(489d) Enzymatic and Cell-Mediated Degradation of Synthetic Hydrogel Scaffolds Measured Using Passive Microrheology
AIChE Annual Meeting
Wednesday, November 6, 2013 - 1:24pm to 1:42pm
Synthetic scaffolds are designed to be remodeled and degraded by migrating cells for applications in tissue engineering, wound healing and stem cell culture. Although the starting material properties can be meticulously designed, as cells interact with the scaffold little is known about how the rheological properties and microenvironments evolve. Measuring these dynamic changes in rheological properties, even in the absence of cells, have proven to be difficult especially in the area directly around the cell, the pericellular region. In this work, we use multiple particle tracking microrheology (MPT) to measure the enzymatic and cell-mediated degradation of a synthetic hydrogel scaffold. In MPT, one micron fluorescently labeled probes particles are embedded into the precursor solution and the Brownian motion of these particles is related to rheological properties using the Generalized Stokes Einstein Relation. The hydrogel system consists of a four-arm star poly(ethylene glycol) (PEG) end functionalized with norbornene that is cross-linked with a matrix metalloproteinase (MMP) degradable peptide and a nondegradable linear PEG dithiol. The material is first degraded enzymatically, as a model system for cell-mediated degradation, and the evolving properties are measured through time and as degradability is varied.
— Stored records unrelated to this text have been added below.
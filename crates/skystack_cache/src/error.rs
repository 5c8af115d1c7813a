//! Error types for the user construct.

use thiserror::Error;

/// Result type alias for user construct operations.
pub type CacheResult<T> = Result<T, CacheError>;

/// Errors that can occur while building a user configuration.
///
/// Validation failures are synchronous and fatal to the construction call;
/// they always fire before any engine call is issued. Engine errors are not
/// translated here and pass through unchanged.
#[derive(Error, Debug)]
pub enum CacheError {
    #[error("Invalid user name '{name}': {reason}")]
    InvalidUserName { name: String, reason: String },

    #[error("Invalid authentication settings: {0}")]
    InvalidAuthentication(String),

    #[error(transparent)]
    Engine(#[from] anyhow::Error),
}
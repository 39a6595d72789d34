use cinema_schema::{Movie, validate_full};
use serde_json::Value;

use crate::error::StoreError;

const DATASET: &str = include_str!("../data/movies.json");

pub(crate) fn load() -> Result<Vec<Movie>, StoreError> {
    parse(DATASET)
}

pub(crate) fn parse(raw: &str) -> Result<Vec<Movie>, StoreError> {
    let entries: Vec<Value> = serde_json::from_str(raw)
        .map_err(|e| StoreError::Bootstrap(format!("malformed dataset: {e}")))?;

    entries
        .iter()
        .enumerate()
        .map(|(position, entry)| {
            let id = entry
                .get("id")
                .and_then(Value::as_str)
                .ok_or_else(|| StoreError::Bootstrap(format!("entry {position} has no string id")))?;
            let movie = validate_full(entry).map_err(|errors| StoreError::InvalidRecord {
                id: id.to_string(),
                errors,
            })?;
            Ok(Movie::from_new(id, movie))
        })
        .collect()
}
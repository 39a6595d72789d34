use std::sync::{Arc, Mutex, MutexGuard};

use cinema_store::MovieStore;

use crate::cors::OriginPolicy;
use crate::error::ApiError;

#[derive(Clone)]
pub struct AppState {
    pub store: Arc<Mutex<MovieStore>>,
    pub cors: Arc<OriginPolicy>,
}

impl AppState {
    pub fn new(store: MovieStore, cors: OriginPolicy) -> Self {
        Self {
            store: Arc::new(Mutex::new(store)),
            cors: Arc::new(cors),
        }
    }

    /// Lock the store. Hold the guard across any index lookup that feeds an
    /// update or removal.
    pub fn store(&self) -> Result<MutexGuard<'_, MovieStore>, ApiError> {
        self.store
            .lock()
            .map_err(|e| ApiError::Internal(format!("store lock poisoned: {e}")))
    }
}
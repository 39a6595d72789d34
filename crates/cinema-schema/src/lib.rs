mod error;
mod movie;
mod validate;

pub use error::{FieldError, FieldErrors, IssueCode, PathSegment};
pub use movie::{Genre, Movie, MoviePatch, NewMovie};
pub use validate::{DEFAULT_RATE, MAX_RATE, MAX_YEAR, MIN_RATE, MIN_YEAR, validate_full, validate_partial};
use std::num::ParseIntError;

use axum::http::HeaderValue;

use crate::cors::OriginPolicy;

pub const DEFAULT_PORT: u16 = 1234;
pub const DEFAULT_HOST: &str = "0.0.0.0";

#[derive(Debug, thiserror::Error)]
pub enum ConfigError {
    #[error("invalid PORT {value:?}: {source}")]
    InvalidPort {
        value: String,
        #[source]
        source: ParseIntError,
    },

    #[error("CINEMA_ALLOWED_ORIGINS is set but lists no origins")]
    EmptyOrigins,

    #[error("invalid allowed origin {0:?}")]
    InvalidOrigin(String),
}

#[derive(Debug, Clone)]
pub struct Config {
    pub host: String,
    pub port: u16,
    pub cors: OriginPolicy,
}

impl Default for Config {
    fn default() -> Self {
        Self {
            host: DEFAULT_HOST.to_string(),
            port: DEFAULT_PORT,
            cors: OriginPolicy::default(),
        }
    }
}

impl Config {
    /// Read `PORT`, `CINEMA_HOST` and `CINEMA_ALLOWED_ORIGINS`. Unset or
    /// empty variables fall back to the defaults.
    pub fn from_env() -> Result<Self, ConfigError> {
        Self::from_lookup(|key| std::env::var(key).ok())
    }

    pub fn from_lookup(lookup: impl Fn(&str) -> Option<String>) -> Result<Self, ConfigError> {
        let var = |key: &str| lookup(key).filter(|v| !v.trim().is_empty());

        let port = match var("PORT") {
            Some(value) => value
                .trim()
                .parse()
                .map_err(|source| ConfigError::InvalidPort { value, source })?,
            None => DEFAULT_PORT,
        };

        let host = var("CINEMA_HOST").unwrap_or_else(|| DEFAULT_HOST.to_string());

        let cors = match var("CINEMA_ALLOWED_ORIGINS") {
            Some(list) => OriginPolicy::new(parse_origins(&list)?),
            None => OriginPolicy::default(),
        };

        Ok(Self { host, port, cors })
    }

    pub fn bind_addr(&self) -> String {
        format!("{}:{}", self.host, self.port)
    }
}

fn parse_origins(list: &str) -> Result<Vec<HeaderValue>, ConfigError> {
    let origins = list
        .split(',')
        .map(str::trim)
        .filter(|o| !o.is_empty())
        .map(|o| HeaderValue::from_str(o).map_err(|_| ConfigError::InvalidOrigin(o.to_string())))
        .collect::<Result<Vec<_>, _>>()?;

    if origins.is_empty() {
        return Err(ConfigError::EmptyOrigins);
    }
    Ok(origins)
}
mod bootstrap;
mod error;
mod store;

pub use error::StoreError;
pub use store::MovieStore;
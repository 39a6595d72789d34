use cinema_api::config::Config;
use cinema_api::state::AppState;
use cinema_store::MovieStore;
use tracing::{error, info, warn};

#[tokio::main]
async fn main() {
    tracing_subscriber::fmt::init();

    let config = Config::from_env().unwrap_or_else(|e| {
        error!("invalid configuration: {e}");
        std::process::exit(1);
    });

    let store = MovieStore::bootstrap().unwrap_or_else(|e| {
        error!("failed to load movies: {e}");
        std::process::exit(1);
    });
    info!(movies = store.len(), "movie store ready");

    let state = AppState::new(store, config.cors.clone());
    let app = cinema_api::app(state);

    let addr = config.bind_addr();
    let listener = tokio::net::TcpListener::bind(&addr)
        .await
        .unwrap_or_else(|e| {
            error!("failed to bind {addr}: {e}");
            std::process::exit(1);
        });

    info!("cinema-api listening on http://{addr}");
    if let Err(e) = axum::serve(listener, app)
        .with_graceful_shutdown(shutdown_signal())
        .await
    {
        error!("server error: {e}");
        std::process::exit(1);
    }
    info!("shutdown complete");
}

async fn shutdown_signal() {
    let ctrl_c = async {
        if let Err(e) = tokio::signal::ctrl_c().await {
            warn!("failed to listen for ctrl-c: {e}");
            std::future::pending::<()>().await;
        }
    };

    #[cfg(unix)]
    let terminate = async {
        use tokio::signal::unix::{SignalKind, signal};

        match signal(SignalKind::terminate()) {
            Ok(mut sigterm) => {
                sigterm.recv().await;
            }
            Err(e) => {
                warn!("failed to register SIGTERM handler: {e}");
                std::future::pending::<()>().await;
            }
        }
    };

    #[cfg(not(unix))]
    let terminate = std::future::pending::<()>();

    tokio::select! {
        _ = ctrl_c => {}
        _ = terminate => {}
    }
    info!("shutdown signal received");
}
use std::fmt;

use serde::Serialize;

/// One step into the payload: an object key or an array index.
#[derive(Debug, Clone, PartialEq, Eq, Serialize)]
#[serde(untagged)]
pub enum PathSegment {
    Key(String),
    Index(usize),
}

impl From<&str> for PathSegment {
    fn from(key: &str) -> Self {
        PathSegment::Key(key.to_string())
    }
}

impl From<usize> for PathSegment {
    fn from(index: usize) -> Self {
        PathSegment::Index(index)
    }
}

impl fmt::Display for PathSegment {
    fn fmt(&self, f: &mut fmt::Formatter<'_>) -> fmt::Result {
        match self {
            PathSegment::Key(key) => write!(f, "{key}"),
            PathSegment::Index(index) => write!(f, "{index}"),
        }
    }
}

#[derive(Debug, Clone, Copy, PartialEq, Eq, Serialize)]
#[serde(rename_all = "snake_case")]
pub enum IssueCode {
    InvalidType,
    TooSmall,
    TooBig,
    InvalidString,
    InvalidEnumValue,
}

#[derive(Debug, Clone, PartialEq, Eq, Serialize)]
pub struct FieldError {
    pub code: IssueCode,
    pub path: Vec<PathSegment>,
    pub message: String,
}

impl FieldError {
    pub fn new(code: IssueCode, path: Vec<PathSegment>, message: impl Into<String>) -> Self {
        Self {
            code,
            path,
            message: message.into(),
        }
    }

    /// The top-level field this error belongs to, if any. Errors about the
    /// payload as a whole have an empty path.
    pub fn field(&self) -> Option<&str> {
        match self.path.first() {
            Some(PathSegment::Key(key)) => Some(key.as_str()),
            _ => None,
        }
    }
}

impl fmt::Display for FieldError {
    fn fmt(&self, f: &mut fmt::Formatter<'_>) -> fmt::Result {
        if self.path.is_empty() {
            return write!(f, "{}", self.message);
        }
        let path: Vec<String> = self.path.iter().map(ToString::to_string).collect();
        write!(f, "{}: {}", path.join("."), self.message)
    }
}

/// Every problem found in a payload, in field order.
#[derive(Debug, Clone, Default, PartialEq, Eq, Serialize)]
#[serde(transparent)]
pub struct FieldErrors(Vec<FieldError>);

impl FieldErrors {
    pub fn len(&self) -> usize {
        self.0.len()
    }

    pub fn is_empty(&self) -> bool {
        self.0.is_empty()
    }

    pub fn iter(&self) -> std::slice::Iter<'_, FieldError> {
        self.0.iter()
    }

    pub fn for_field<'a>(&'a self, field: &'a str) -> impl Iterator<Item = &'a FieldError> + 'a {
        self.0.iter().filter(move |e| e.field() == Some(field))
    }

    pub fn contains_field(&self, field: &str) -> bool {
        self.for_field(field).next().is_some()
    }
}

impl From<Vec<FieldError>> for FieldErrors {
    fn from(errors: Vec<FieldError>) -> Self {
        FieldErrors(errors)
    }
}

impl IntoIterator for FieldErrors {
    type Item = FieldError;
    type IntoIter = std::vec::IntoIter<FieldError>;

    fn into_iter(self) -> Self::IntoIter {
        self.0.into_iter()
    }
}

impl<'a> IntoIterator for &'a FieldErrors {
    type Item = &'a FieldError;
    type IntoIter = std::slice::Iter<'a, FieldError>;

    fn into_iter(self) -> Self::IntoIter {
        self.0.iter()
    }
}

impl fmt::Display for FieldErrors {
    fn fmt(&self, f: &mut fmt::Formatter<'_>) -> fmt::Result {
        write!(f, "validation failed")?;
        for (i, error) in self.0.iter().enumerate() {
            let sep = if i == 0 { ": " } else { "; " };
            write!(f, "{sep}{error}")?;
        }
        Ok(())
    }
}

impl std::error::Error for FieldErrors {}
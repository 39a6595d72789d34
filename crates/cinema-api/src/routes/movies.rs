use axum::Json;
use axum::body::Bytes;
use axum::extract::{Path, Query, State};
use axum::http::header::CONTENT_TYPE;
use axum::http::{HeaderMap, StatusCode};
use axum::response::{IntoResponse, Response};
use cinema_schema::{Movie, validate_full, validate_partial};
use serde_json::{Map, Value};
use tracing::{debug, info};

use crate::cors::{OriginRule, request_origin};
use crate::error::ApiError;
use crate::state::AppState;

pub async fn list(
    State(state): State<AppState>,
    headers: HeaderMap,
    Query(params): Query<Vec<(String, String)>>,
) -> Response {
    let cors = state
        .cors
        .headers(request_origin(&headers), OriginRule::AllowListed);
    // A repeated `genre` key filters by its first value.
    let genre = params
        .iter()
        .find(|(key, _)| key == "genre")
        .map(|(_, value)| value.as_str());
    (cors, list_movies(&state, genre)).into_response()
}

fn list_movies(state: &AppState, genre: Option<&str>) -> Result<Json<Vec<Movie>>, ApiError> {
    let store = state.store()?;
    let movies = match genre.filter(|g| !g.is_empty()) {
        Some(tag) => store.filter_by_genre(tag).into_iter().cloned().collect(),
        None => store.all().to_vec(),
    };
    Ok(Json(movies))
}

pub async fn get(
    State(state): State<AppState>,
    headers: HeaderMap,
    Path(id): Path<String>,
) -> Response {
    let cors = state
        .cors
        .headers(request_origin(&headers), OriginRule::AllowListedOrAbsent);
    (cors, get_movie(&state, &id)).into_response()
}

fn get_movie(state: &AppState, id: &str) -> Result<Json<Movie>, ApiError> {
    let store = state.store()?;
    match store.find_by_id(id) {
        Some(movie) => Ok(Json(movie.clone())),
        None => Err(ApiError::movie_not_found()),
    }
}

pub async fn create(
    State(state): State<AppState>,
    headers: HeaderMap,
    body: Bytes,
) -> Response {
    let cors = state
        .cors
        .headers(request_origin(&headers), OriginRule::AllowListed);
    (cors, create_movie(&state, &headers, &body)).into_response()
}

fn create_movie(
    state: &AppState,
    headers: &HeaderMap,
    body: &Bytes,
) -> Result<(StatusCode, Json<Movie>), ApiError> {
    let payload = json_payload(headers, body)?;
    let movie = validate_full(&payload).inspect_err(|errors| {
        debug!(errors = %errors, "rejected movie");
    })?;

    let mut store = state.store()?;
    let created = store.create(movie).clone();
    info!(id = %created.id, title = %created.title, "movie created");
    Ok((StatusCode::CREATED, Json(created)))
}

pub async fn update(
    State(state): State<AppState>,
    headers: HeaderMap,
    Path(id): Path<String>,
    body: Bytes,
) -> Response {
    let cors = state
        .cors
        .headers(request_origin(&headers), OriginRule::AllowListed);
    (cors, update_movie(&state, &id, &headers, &body)).into_response()
}

fn update_movie(
    state: &AppState,
    id: &str,
    headers: &HeaderMap,
    body: &Bytes,
) -> Result<Json<Movie>, ApiError> {
    let payload = json_payload(headers, body)?;
    let patch = validate_partial(&payload).inspect_err(|errors| {
        debug!(%id, errors = %errors, "rejected movie update");
    })?;

    // Lookup and write happen under one lock so the index cannot go stale.
    let mut store = state.store()?;
    let Some(index) = store.find_index_by_id(id) else {
        return Err(ApiError::NotFound("movie not found".to_string()));
    };

    let mut movie = store
        .get(index)
        .cloned()
        .ok_or_else(|| ApiError::NotFound("movie not found".to_string()))?;
    patch.apply(&mut movie);
    let updated = store.update(index, movie)?.clone();
    info!(%id, "movie updated");
    Ok(Json(updated))
}

pub async fn delete(
    State(state): State<AppState>,
    headers: HeaderMap,
    Path(id): Path<String>,
) -> Response {
    let cors = state
        .cors
        .headers(request_origin(&headers), OriginRule::AllowListedOrAbsent);
    (cors, delete_movie(&state, &id)).into_response()
}

fn delete_movie(state: &AppState, id: &str) -> Result<Json<Value>, ApiError> {
    let mut store = state.store()?;
    let index = store
        .find_index_by_id(id)
        .ok_or_else(ApiError::movie_not_found)?;
    let removed = store.remove_at(index)?;
    info!(id = %removed.id, title = %removed.title, "movie deleted");
    Ok(Json(serde_json::json!({ "message": "Movie deleted" })))
}

pub async fn preflight(
    State(state): State<AppState>,
    headers: HeaderMap,
    Path(id): Path<String>,
) -> Response {
    debug!(%id, "preflight");
    let cors = state.cors.preflight_headers(request_origin(&headers));
    (StatusCode::OK, cors, "OK").into_response()
}

/// Reads a write payload. An empty body, or one not sent as JSON, is an empty
/// object; a JSON body that does not parse is a bad request.
fn json_payload(headers: &HeaderMap, body: &Bytes) -> Result<Value, ApiError> {
    if body.is_empty() || !is_json(headers) {
        return Ok(Value::Object(Map::new()));
    }
    serde_json::from_slice(body)
        .map_err(|e| ApiError::BadRequest(format!("Failed to parse the request body as JSON: {e}")))
}

fn is_json(headers: &HeaderMap) -> bool {
    let Some(content_type) = headers.get(CONTENT_TYPE).and_then(|v| v.to_str().ok()) else {
        return false;
    };
    let mime = content_type
        .split(';')
        .next()
        .unwrap_or_default()
        .trim()
        .to_ascii_lowercase();
    mime == "application/json" || mime.ends_with("+json")
}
Next, we measure cell-mediated degradation during migration of human mesenchymal stem cells (hMSCs). We find that cells remodel and degrade their environment changing the structure of the gel as far as 200 µm away from the cell. Hydrogel remodeling is also measured after cells are treated with MMP and myosin II inhibitors, changing the mechanism of cell motility and, in turn, the remodeling and degradation of the scaffold. These measurements will identify rheological properties during cell-mediated remodeling of hydrogels and enable manipulation of material properties during hydrogel engineering to improve tissue regeneration.